§ **The problem**:
The answer must be an exact reproduction of the lines from the start of the records below through the line containing "pub const STATUS_ACCEPTED: &str", and nothing more.

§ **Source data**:
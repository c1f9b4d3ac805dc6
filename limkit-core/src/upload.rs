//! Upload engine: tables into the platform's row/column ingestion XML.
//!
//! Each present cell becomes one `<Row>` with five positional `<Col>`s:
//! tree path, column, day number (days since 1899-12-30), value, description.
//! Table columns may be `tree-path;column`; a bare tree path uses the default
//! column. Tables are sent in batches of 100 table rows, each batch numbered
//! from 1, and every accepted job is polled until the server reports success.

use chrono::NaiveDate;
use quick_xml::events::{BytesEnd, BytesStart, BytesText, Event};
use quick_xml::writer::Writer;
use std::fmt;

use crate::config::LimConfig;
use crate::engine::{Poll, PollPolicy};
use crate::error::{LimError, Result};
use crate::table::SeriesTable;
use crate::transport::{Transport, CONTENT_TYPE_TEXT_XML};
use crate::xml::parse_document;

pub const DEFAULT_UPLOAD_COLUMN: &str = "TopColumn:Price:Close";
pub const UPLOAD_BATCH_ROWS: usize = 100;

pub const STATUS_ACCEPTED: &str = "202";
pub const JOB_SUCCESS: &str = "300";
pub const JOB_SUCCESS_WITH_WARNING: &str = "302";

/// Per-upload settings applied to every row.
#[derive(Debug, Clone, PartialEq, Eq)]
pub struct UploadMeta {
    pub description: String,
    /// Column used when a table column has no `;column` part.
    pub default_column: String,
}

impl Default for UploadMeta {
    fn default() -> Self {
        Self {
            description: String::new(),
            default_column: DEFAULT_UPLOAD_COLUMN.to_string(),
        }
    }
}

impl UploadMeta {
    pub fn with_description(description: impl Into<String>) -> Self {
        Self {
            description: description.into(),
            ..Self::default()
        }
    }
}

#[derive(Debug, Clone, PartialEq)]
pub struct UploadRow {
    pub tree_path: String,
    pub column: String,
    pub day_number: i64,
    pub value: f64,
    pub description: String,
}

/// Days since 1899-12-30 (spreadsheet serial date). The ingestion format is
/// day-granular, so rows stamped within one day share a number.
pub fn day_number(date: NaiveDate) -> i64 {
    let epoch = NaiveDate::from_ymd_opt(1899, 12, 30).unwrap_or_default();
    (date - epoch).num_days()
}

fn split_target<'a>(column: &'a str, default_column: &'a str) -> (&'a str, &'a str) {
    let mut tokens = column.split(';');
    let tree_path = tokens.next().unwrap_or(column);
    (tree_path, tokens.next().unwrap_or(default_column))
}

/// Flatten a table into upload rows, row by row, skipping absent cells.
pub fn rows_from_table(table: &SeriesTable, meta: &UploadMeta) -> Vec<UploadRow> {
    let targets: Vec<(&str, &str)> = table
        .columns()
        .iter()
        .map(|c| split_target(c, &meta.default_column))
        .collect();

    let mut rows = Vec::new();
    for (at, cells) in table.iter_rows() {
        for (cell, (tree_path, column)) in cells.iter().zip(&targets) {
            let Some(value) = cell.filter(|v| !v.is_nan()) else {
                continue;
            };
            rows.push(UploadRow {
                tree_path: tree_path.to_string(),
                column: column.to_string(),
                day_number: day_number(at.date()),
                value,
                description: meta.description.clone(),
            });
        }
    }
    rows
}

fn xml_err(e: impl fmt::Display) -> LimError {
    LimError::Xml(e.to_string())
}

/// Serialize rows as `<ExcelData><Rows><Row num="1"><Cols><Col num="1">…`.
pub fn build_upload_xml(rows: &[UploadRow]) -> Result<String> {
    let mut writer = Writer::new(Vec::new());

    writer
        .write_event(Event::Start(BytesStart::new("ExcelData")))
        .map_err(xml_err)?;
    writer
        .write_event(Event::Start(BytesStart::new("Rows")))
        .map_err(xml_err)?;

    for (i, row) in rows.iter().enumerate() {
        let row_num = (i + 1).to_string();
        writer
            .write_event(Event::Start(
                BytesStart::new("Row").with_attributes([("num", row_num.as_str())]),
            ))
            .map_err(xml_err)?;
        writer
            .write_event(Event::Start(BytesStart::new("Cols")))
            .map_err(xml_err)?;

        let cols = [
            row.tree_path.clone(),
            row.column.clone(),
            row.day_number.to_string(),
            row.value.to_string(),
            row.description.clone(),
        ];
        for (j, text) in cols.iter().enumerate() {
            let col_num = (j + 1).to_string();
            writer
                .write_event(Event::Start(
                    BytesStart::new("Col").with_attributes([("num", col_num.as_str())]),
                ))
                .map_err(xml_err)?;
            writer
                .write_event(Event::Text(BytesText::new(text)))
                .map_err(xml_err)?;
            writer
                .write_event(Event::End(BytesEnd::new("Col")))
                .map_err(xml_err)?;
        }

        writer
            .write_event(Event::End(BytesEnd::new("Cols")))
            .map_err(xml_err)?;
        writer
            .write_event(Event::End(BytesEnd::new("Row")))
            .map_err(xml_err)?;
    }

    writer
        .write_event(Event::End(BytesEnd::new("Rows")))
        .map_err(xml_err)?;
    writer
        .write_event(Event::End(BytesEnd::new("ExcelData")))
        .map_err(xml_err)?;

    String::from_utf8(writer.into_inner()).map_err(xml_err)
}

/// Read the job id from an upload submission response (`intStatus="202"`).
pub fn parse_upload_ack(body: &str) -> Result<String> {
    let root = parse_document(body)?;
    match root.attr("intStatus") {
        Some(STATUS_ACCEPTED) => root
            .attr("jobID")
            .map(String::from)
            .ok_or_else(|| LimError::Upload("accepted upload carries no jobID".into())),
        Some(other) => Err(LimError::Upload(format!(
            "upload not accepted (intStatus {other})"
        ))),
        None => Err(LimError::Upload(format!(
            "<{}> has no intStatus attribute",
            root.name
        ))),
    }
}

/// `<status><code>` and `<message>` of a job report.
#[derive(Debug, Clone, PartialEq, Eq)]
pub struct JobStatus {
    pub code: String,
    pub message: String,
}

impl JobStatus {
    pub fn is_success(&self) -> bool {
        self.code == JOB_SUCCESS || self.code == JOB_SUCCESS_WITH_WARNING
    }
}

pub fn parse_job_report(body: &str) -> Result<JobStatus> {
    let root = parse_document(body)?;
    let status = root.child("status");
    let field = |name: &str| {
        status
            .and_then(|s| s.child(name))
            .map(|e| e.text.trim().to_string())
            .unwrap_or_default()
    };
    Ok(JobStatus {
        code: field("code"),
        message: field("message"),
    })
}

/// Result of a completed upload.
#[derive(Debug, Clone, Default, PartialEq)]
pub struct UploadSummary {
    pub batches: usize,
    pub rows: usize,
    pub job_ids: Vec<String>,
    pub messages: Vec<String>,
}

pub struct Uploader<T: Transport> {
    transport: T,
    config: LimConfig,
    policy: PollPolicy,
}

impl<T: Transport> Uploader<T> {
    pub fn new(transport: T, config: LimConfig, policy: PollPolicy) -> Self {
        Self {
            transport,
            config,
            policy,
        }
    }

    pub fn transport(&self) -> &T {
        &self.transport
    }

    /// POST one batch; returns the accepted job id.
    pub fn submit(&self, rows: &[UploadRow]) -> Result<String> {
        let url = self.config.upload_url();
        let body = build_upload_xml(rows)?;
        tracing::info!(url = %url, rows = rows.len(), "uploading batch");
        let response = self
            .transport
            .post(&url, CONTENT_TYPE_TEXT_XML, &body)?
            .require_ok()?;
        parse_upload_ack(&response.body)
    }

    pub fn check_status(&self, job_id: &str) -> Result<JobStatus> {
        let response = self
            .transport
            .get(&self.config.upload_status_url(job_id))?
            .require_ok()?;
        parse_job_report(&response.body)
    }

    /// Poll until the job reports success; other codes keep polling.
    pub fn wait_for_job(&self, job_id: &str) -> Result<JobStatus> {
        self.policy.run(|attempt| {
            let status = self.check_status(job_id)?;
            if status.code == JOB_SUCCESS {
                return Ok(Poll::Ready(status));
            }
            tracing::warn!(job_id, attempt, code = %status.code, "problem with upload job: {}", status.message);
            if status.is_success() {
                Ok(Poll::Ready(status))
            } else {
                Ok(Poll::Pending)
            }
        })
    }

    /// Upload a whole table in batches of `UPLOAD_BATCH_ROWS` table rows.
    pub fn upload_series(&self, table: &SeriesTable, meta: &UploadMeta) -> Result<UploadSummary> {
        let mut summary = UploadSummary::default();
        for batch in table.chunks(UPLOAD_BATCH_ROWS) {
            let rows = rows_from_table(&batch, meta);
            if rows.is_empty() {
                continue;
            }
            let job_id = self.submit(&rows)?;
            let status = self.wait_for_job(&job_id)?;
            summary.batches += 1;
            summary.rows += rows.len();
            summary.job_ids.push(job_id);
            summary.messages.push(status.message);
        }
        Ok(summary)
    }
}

§ **Output**:
repository c1f9b4d3ac805dc6
filename limkit-core/src/upload.rs
//! Upload engine: tables into the platform's row/column ingestion XML.
//!
//! Each present cell becomes one `<Row>` with five positional `<Col>`s:
//! tree path, column, day number (days since 1899-12-30), value, description.
//! Table columns may be `tree-path;column`; a bare tree path uses the default
//! column. Tables are sent in batches of 100 table rows, each batch numbered
//! from 1, and every accepted job is polled until the server reports success.

use chrono::NaiveDate;
use quick_xml::events::{BytesEnd, BytesStart, BytesText, Event};
use quick_xml::writer::Writer;
use std::fmt;

use crate::config::LimConfig;
use crate::engine::{Poll, PollPolicy};
use crate::error::{LimError, Result};
use crate::table::SeriesTable;
use crate::transport::{Transport, CONTENT_TYPE_TEXT_XML};
use crate::xml::parse_document;

pub const DEFAULT_UPLOAD_COLUMN: &str = "TopColumn:Price:Close";
pub const UPLOAD_BATCH_ROWS: usize = 100;

pub const STATUS_ACCEPTED: &str = "202";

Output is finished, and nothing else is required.